About this task
Whatever appears in the listing must be reproduced exactly.
*-*-*
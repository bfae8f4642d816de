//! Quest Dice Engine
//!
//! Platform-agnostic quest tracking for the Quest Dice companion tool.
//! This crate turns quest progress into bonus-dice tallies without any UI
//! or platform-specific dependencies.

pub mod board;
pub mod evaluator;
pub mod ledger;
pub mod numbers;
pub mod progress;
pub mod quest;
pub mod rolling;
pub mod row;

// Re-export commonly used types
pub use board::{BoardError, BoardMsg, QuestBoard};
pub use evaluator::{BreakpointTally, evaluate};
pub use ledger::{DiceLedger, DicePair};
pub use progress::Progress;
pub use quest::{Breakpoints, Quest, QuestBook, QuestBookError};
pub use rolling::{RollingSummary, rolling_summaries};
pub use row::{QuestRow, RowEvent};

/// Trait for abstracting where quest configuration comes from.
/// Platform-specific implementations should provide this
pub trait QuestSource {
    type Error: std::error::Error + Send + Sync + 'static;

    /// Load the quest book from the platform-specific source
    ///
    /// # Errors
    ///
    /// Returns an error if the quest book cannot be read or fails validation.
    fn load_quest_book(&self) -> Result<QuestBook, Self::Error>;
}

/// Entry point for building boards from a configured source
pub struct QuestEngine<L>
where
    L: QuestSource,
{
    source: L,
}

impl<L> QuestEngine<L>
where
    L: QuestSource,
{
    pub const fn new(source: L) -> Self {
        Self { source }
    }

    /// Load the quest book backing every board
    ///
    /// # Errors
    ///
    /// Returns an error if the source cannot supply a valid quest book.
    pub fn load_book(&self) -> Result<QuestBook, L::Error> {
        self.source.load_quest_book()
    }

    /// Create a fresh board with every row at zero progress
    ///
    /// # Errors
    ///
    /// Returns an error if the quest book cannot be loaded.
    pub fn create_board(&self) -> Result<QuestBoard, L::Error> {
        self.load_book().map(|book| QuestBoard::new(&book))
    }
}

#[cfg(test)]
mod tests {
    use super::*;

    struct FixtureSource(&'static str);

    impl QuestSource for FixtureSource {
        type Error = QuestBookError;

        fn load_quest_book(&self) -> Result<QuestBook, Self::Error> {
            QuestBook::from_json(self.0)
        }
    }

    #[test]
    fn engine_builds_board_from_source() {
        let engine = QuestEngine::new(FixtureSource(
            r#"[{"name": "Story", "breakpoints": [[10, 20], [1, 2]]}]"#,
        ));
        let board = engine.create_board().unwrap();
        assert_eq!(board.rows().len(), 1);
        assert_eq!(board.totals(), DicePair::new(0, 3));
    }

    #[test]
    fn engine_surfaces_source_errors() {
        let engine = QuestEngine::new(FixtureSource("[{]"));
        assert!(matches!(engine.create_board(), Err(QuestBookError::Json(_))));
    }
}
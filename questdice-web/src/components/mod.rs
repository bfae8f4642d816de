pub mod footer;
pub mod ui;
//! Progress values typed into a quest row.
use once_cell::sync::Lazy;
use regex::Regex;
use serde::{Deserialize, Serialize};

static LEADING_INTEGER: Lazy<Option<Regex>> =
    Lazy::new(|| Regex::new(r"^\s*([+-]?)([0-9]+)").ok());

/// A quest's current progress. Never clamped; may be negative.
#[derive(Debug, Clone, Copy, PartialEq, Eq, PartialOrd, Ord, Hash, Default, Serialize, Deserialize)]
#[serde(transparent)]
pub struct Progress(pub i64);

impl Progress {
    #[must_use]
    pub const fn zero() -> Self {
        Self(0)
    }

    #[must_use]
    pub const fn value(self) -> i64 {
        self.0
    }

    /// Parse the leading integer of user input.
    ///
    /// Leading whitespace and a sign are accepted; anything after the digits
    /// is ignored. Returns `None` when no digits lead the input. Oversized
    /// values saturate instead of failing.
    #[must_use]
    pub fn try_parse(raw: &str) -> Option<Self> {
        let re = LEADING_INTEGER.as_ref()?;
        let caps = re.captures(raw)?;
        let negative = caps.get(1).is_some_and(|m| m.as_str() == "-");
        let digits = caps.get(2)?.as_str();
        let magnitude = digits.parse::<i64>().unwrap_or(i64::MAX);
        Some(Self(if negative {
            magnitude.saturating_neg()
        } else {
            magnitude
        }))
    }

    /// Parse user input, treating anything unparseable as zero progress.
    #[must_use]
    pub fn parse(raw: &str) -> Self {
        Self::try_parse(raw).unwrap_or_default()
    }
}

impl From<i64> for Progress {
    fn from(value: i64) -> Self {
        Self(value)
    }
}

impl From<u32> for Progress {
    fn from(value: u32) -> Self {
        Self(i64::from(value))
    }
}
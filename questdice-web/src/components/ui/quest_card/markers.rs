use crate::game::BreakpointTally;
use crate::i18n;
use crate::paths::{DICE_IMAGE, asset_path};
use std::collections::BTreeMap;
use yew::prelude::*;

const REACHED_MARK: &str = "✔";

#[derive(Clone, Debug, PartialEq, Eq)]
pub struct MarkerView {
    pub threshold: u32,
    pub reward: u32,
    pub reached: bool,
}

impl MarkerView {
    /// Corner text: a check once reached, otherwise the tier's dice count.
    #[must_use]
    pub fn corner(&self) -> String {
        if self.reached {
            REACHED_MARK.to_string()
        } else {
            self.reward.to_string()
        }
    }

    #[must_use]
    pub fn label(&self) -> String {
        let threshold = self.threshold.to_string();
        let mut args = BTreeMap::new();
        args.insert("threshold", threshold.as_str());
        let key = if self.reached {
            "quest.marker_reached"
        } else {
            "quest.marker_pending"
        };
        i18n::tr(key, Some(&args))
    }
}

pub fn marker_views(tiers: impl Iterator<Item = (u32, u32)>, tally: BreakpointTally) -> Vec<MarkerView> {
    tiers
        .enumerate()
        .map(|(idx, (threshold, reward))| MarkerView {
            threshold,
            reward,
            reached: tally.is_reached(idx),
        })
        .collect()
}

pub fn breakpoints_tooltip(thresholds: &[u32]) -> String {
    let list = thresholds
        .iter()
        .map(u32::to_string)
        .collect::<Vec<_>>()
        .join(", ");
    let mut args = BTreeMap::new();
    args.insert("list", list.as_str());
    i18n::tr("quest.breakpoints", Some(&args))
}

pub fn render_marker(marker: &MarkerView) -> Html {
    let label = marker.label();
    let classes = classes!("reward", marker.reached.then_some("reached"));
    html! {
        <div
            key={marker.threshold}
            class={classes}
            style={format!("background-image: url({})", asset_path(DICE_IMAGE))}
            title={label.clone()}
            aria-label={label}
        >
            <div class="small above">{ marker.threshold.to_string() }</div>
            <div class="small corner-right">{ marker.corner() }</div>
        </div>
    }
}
*-*-*
Task solution
repository bfae8f4642d816de
//! Quest Dice Engine
//!
//! Platform-agnostic quest tracking for the Quest Dice companion tool.
//! This crate turns quest progress into bonus-dice tallies without any UI
//! or platform-specific dependencies.

pub mod board;
pub mod evaluator;
pub mod ledger;
pub mod numbers;
pub mod progress;
pub mod quest;
pub mod rolling;
pub mod row;

// Re-export commonly used types
pub use board::{BoardError, BoardMsg, QuestBoard};
pub use evaluator::{BreakpointTally, evaluate};
pub use ledger::{DiceLedger, DicePair};
pub use progress::Progress;
pub use quest::{Breakpoints, Quest, QuestBook, QuestBookError};
pub use rolling::{RollingSummary, rolling_summaries};
pub use row::{QuestRow, RowEvent};

/// Trait for abstracting where quest configuration comes from.
/// Platform-specific implementations should provide this
pub trait QuestSource {
    type Error: std::error::Error + Send + Sync + 'static;

    /// Load the quest book from the platform-specific source
    ///
    /// # Errors
    ///
    /// Returns an error if the quest book cannot be read or fails validation.
    fn load_quest_book(&self) -> Result<QuestBook, Self::Error>;
}

/// Entry point for building boards from a configured source
pub struct QuestEngine<L>
where
    L: QuestSource,
{
    source: L,
}

impl<L> QuestEngine<L>
where
    L: QuestSource,
{
    pub const fn new(source: L) -> Self {
        Self { source }
    }

    /// Load the quest book backing every board
    ///
    /// # Errors
    ///
    /// Returns an error if the source cannot supply a valid quest book.
    pub fn load_book(&self) -> Result<QuestBook, L::Error> {
        self.source.load_quest_book()
    }

    /// Create a fresh board with every row at zero progress
    ///
    /// # Errors
    ///
    /// Returns an error if the quest book cannot be loaded.
    pub fn create_board(&self) -> Result<QuestBoard, L::Error> {
        self.load_book().map(|book| QuestBoard::new(&book))
    }
}

#[cfg(test)]
mod tests {
    use super::*;

    struct FixtureSource(&'static str);

    impl QuestSource for FixtureSource {
        type Error = QuestBookError;

        fn load_quest_book(&self) -> Result<QuestBook, Self::Error> {
            QuestBook::from_json(self.0)
        }
    }

    #[test]
    fn engine_builds_board_from_source() {
        let engine = QuestEngine::new(FixtureSource(
            r#"[{"name": "Story", "breakpoints": [[10, 20], [1, 2]]}]"#,
        ));
        let board = engine.create_board().unwrap();
        assert_eq!(board.rows().len(), 1);
        assert_eq!(board.totals(), DicePair::new(0, 3));
    }

    #[test]
    fn engine_surfaces_source_errors() {
        let engine = QuestEngine::new(FixtureSource("[{]"));
        assert!(matches!(engine.create_board(), Err(QuestBookError::Json(_))));
    }
}
filename questdice-web/src/components/mod.rs
repository bfae8f4642d816de
pub mod footer;
pub mod ui;
//! Progress values typed into a quest row.
use once_cell::sync::Lazy;
use regex::Regex;
use serde::{Deserialize, Serialize};

static LEADING_INTEGER: Lazy<Option<Regex>> =
    Lazy::new(|| Regex::new(r"^\s*([+-]?)([0-9]+)").ok());

/// A quest's current progress. Never clamped; may be negative.
#[derive(Debug, Clone, Copy, PartialEq, Eq, PartialOrd, Ord, Hash, Default, Serialize, Deserialize)]
#[serde(transparent)]
pub struct Progress(pub i64);

impl Progress {
    #[must_use]
    pub const fn zero() -> Self {
        Self(0)
    }

    #[must_use]
    pub const fn value(self) -> i64 {
        self.0
    }

    /// Parse the leading integer of user input.
    ///
    /// Leading whitespace and a sign are accepted; anything after the digits
    /// is ignored. Returns `None` when no digits lead the input. Oversized
    /// values saturate instead of failing.
    #[must_use]
    pub fn try_parse(raw: &str) -> Option<Self> {
        let re = LEADING_INTEGER.as_ref()?;
        let caps = re.captures(raw)?;
        let negative = caps.get(1).is_some_and(|m| m.as_str() == "-");
        let digits = caps.get(2)?.as_str();
        let magnitude = digits.parse::<i64>().unwrap_or(i64::MAX);
        Some(Self(if negative {
            magnitude.saturating_neg()
        } else {
            magnitude
        }))
    }

    /// Parse user input, treating anything unparseable as zero progress.
    #[must_use]
    pub fn parse(raw: &str) -> Self {
        Self::try_parse(raw).unwrap_or_default()
    }
}

impl From<i64> for Progress {
    fn from(value: i64) -> Self {
        Self(value)
    }
}

impl From<u32> for Progress {
    fn from(value: u32) -> Self {
        Self(i64::from(value))
    }
}
filename questdice-web/src/components/ui/quest_card/markers.rs
use crate::game::BreakpointTally;
use crate::i18n;
use crate::paths::{DICE_IMAGE, asset_path};
use std::collections::BTreeMap;
use yew::prelude::*;

const REACHED_MARK: &str = "✔";

#[derive(Clone, Debug, PartialEq, Eq)]
pub struct MarkerView {
    pub threshold: u32,
    pub reward: u32,
    pub reached: bool,
}

impl MarkerView {
    /// Corner text: a check once reached, otherwise the tier's dice count.
    #[must_use]
    pub fn corner(&self) -> String {
        if self.reached {
            REACHED_MARK.to_string()
        } else {
            self.reward.to_string()
        }
    }

    #[must_use]
    pub fn label(&self) -> String {
        let threshold = self.threshold.to_string();
        let mut args = BTreeMap::new();
        args.insert("threshold", threshold.as_str());
        let key = if self.reached {
            "quest.marker_reached"
        } else {
            "quest.marker_pending"
        };
        i18n::tr(key, Some(&args))
    }
}

pub fn marker_views(tiers: impl Iterator<Item = (u32, u32)>, tally: BreakpointTally) -> Vec<MarkerView> {
    tiers
        .enumerate()
        .map(|(idx, (threshold, reward))| MarkerView {
            threshold,
            reward,
            reached: tally.is_reached(idx),
        })
        .collect()
}

pub fn breakpoints_tooltip(thresholds: &[u32]) -> String {
    let list = thresholds
        .iter()
        .map(u32::to_string)
        .collect::<Vec<_>>()
        .join(", ");
    let mut args = BTreeMap::new();
    args.insert("list", list.as_str());
    i18n::tr("quest.breakpoints", Some(&args))
}

pub fn render_marker(marker: &MarkerView) -> Html {
    let label = marker.label();
    let classes = classes!("reward", marker.reached.then_some("reached"));
    html! {
        <div
            key={marker.threshold}
            class={classes}
            style={format!("background-image: url({})", asset_path(DICE_IMAGE))}
            title={label.clone()}
            aria-label={label}
        >
            <div class="small above">{ marker.threshold.to_string() }</div>
            <div class="small corner-right">{ marker.corner() }</div>
        </div>
    }
}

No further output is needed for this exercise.